A Systematic Approach to Fitting Non-Linear Hearing Aids

In his presentation, Harvey Dillon, Ph.D., Research Director of the National Acoustic Laboratories (NAL) in Sydney, Australia, discussed COSI and NAL-NL1, two commonly used tools for individually determining client needs, goals, and amplification requirements. The Client Oriented Scale of Improvement (COSI) assists in the management of motivation, expectations and adjustment to amplification. The NAL-NL1 selection procedure aims to provide the response shape that maximizes speech intelligibility in multi-channel instruments while ensuring that the total loudness is no more than that perceived by a normal-hearing person.

COSI – An Outcome Measure Reinforcing Good Clinical Practice

In order to gain insight into the effect COSI had on practitioners and to develop better outcome measures in the future, Dr. Dillon and his colleagues at the National Acoustic Laboratories surveyed professionals utilizing COSI and other outcome measures. The goal was to determine if clinicians liked using outcome tools, and what they found the benefits and drawbacks of COSI to be.

The overall opinion was that COSI reflects good clinical practice and enhances rehabilitation. To most survey participants, COSI was seen as a positive tool providing extra support and information. A smaller number viewed COSI as a time-consuming exercise that duplicated what they were already doing as part of the hearing rehabilitation process.

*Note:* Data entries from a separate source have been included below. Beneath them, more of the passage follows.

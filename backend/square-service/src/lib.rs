//! Square Service Library
//!
//! Serves the public discovery feed ("Square"): given a seed content item,
//! assembles a deterministic, paginated sequence of related items through a
//! tiered relatedness engine with cursor pagination, a randomized subtype
//! fallback pool, and a hard anti-addiction cap on feed depth.
//!
//! # Modules
//!
//! - `handlers`: HTTP request handlers for the stream and health endpoints
//! - `models`: subtypes, visibility scopes, content records, response shapes
//! - `registry`: content kind registry and subtype resolution rules
//! - `stream`: tier set, page assembly engine, cursor and cap primitives
//! - `services`: page assembly orchestration and collaborator seams
//! - `db`: read-only Postgres candidate repository
//! - `error`: error types and HTTP mapping
//! - `config`: configuration management
//! - `metrics`: observability and metrics collection

pub mod config;
pub mod db;
pub mod error;
pub mod handlers;
pub mod metrics;
pub mod models;
pub mod registry;
pub mod services;
pub mod stream;

pub use config::Config;
pub use error::{AppError, Result};
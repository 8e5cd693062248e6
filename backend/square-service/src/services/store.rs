//! External collaborator seams
//!
//! The stream engine consumes the content store and the per-item payload
//! serializer through these traits; their internals (query construction,
//! media URL signing) live behind them. Production wires the Postgres
//! repository and the registry-driven serializer; tests substitute in-memory
//! fakes.

use std::sync::Arc;

use async_trait::async_trait;
use serde_json::json;

use crate::error::{AppError, Result};
use crate::models::{ContentRecord, Subtype, Viewer};
use crate::registry::ContentSourceRegistry;

/// Read side of the content store. The visibility/authorization gate is
/// applied inside implementations, upstream of everything the engine does.
#[async_trait]
pub trait CandidateStore: Send + Sync {
    /// Load the seed object of `kind`, if it exists and is servable.
    async fn load_seed(&self, kind: &str, id: i64) -> Result<Option<ContentRecord>>;

    /// Subtype- and visibility-filtered candidate window for `kind`, most
    /// recent first. A failed read propagates; it is never retried here.
    async fn candidates(
        &self,
        kind: &str,
        viewer: Viewer,
        subtype: Subtype,
        seed: &ContentRecord,
    ) -> Result<Vec<ContentRecord>>;
}

/// Per-item payload construction (preview and media URL resolution).
#[async_trait]
pub trait ItemSerializer: Send + Sync {
    async fn payload(&self, kind: &str, record: &ContentRecord) -> Result<serde_json::Value>;
}

/// Serializer driven by registry metadata: media blocks follow the kind's
/// declared `media_fields` order and the first non-empty field feeds the
/// preview.
pub struct RegistryPayloadSerializer {
    registry: Arc<ContentSourceRegistry>,
}

impl RegistryPayloadSerializer {
    pub fn new(registry: Arc<ContentSourceRegistry>) -> Self {
        Self { registry }
    }
}

#[async_trait]
impl ItemSerializer for RegistryPayloadSerializer {
    async fn payload(&self, kind: &str, record: &ContentRecord) -> Result<serde_json::Value> {
        let source = self
            .registry
            .get(kind)
            .ok_or_else(|| AppError::Internal(format!("No source registered for kind {}", kind)))?;

        let mut media = serde_json::Map::new();
        for field in &source.media_fields {
            if let Some(urls) = record.media.get(field) {
                media.insert(field.clone(), json!(urls));
            }
        }

        let preview = source
            .media_fields
            .iter()
            .find(|field| record.has_media(field))
            .and_then(|field| {
                record
                    .media
                    .get(field)
                    .and_then(|urls| urls.first())
                    .map(|url| json!({ "source": field, "url": url }))
            })
            .unwrap_or_else(|| json!({}));

        Ok(json!({
            "owner_id": record.owner_id,
            "visibility": record.visibility,
            "published_at": record.published_at,
            "requires_conversion": source.requires_conversion,
            "media": serde_json::Value::Object(media),
            "preview": preview,
        }))
    }
}
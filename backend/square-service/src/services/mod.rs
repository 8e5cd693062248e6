//! Business logic layer

pub mod square;
pub mod store;

pub use square::{SquareService, StreamRequest};
pub use store::{CandidateStore, ItemSerializer, RegistryPayloadSerializer};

An interesting finding of the survey, however, was what professionals defined as the applications of COSI. "COSI is an outcome measure," explained Dillon, "but when we did our survey, somewhat to our surprise many of the positive comments had nothing to do with outcomes." Other applications identified by clinicians were assessing acceptance, motivation and expectations; selecting hearing aid devices and features; teaching hearing strategies; and facilitating rapport and concern.

NAL-NL1

One of the important factors that became clear in the creation of NAL-NL1, explained Dr. Dillon, is that when loss gets too great at any frequency, patients cannot utilize information at that frequency as well as people with less hearing loss. Even when speech is amplified to well above hearing threshold, their ability to extract information is greatly reduced compared to people with less loss. For low sensation levels, however, (i.e. speech just a bit above the patient’s threshold), even people with severe loss do almost as well, and in some cases better, than a normal hearing person. In these cases, more is not always better since adding more speech information often does not produce more intelligibility, and can produce less intelligibility.

Other researchers at NAL (Dr. Gitte Keidser and Frances Grant) recently undertook research both in the field and in the laboratory to evaluate the effectiveness of NAL-NL1 as a procedure in comparison with loudness normalization.

Subjective preferences, and measured speech intelligibility both strongly favoured the NAL-NL1 method over loudness normalization, especially when listening in background noise, even though both procedures were rated as being equally loud in the laboratory. Common comments by the subjects after the field test component were that NAL-NL1 makes speech clearer, and is more natural while loudness normalization sounds soft, muffled, and dull. In high-level noise situations in the field, NAL-NL1 was rated as being louder and sometimes less comfortable. Some differences were noted between patients with flat losses and those with sloping losses.

The studies also looked at whether multi-channel hearing devices were preferred. In terms of speech recognition in the laboratory, there were few significant differences in user preference or objective performance between one-, two-, and four-channel devices. Dr. Dillon noted that this was a surprising result and one that required further investigation. In the field-study phase, those subjects with steeply sloping losses preferred the two-channel device over the single-channel device. (The four-channel device was not used in the field study).

Overall, the experiment supported the use of NAL-NL1 and indicated that the number of channels in the hearing aid was not a critical issue.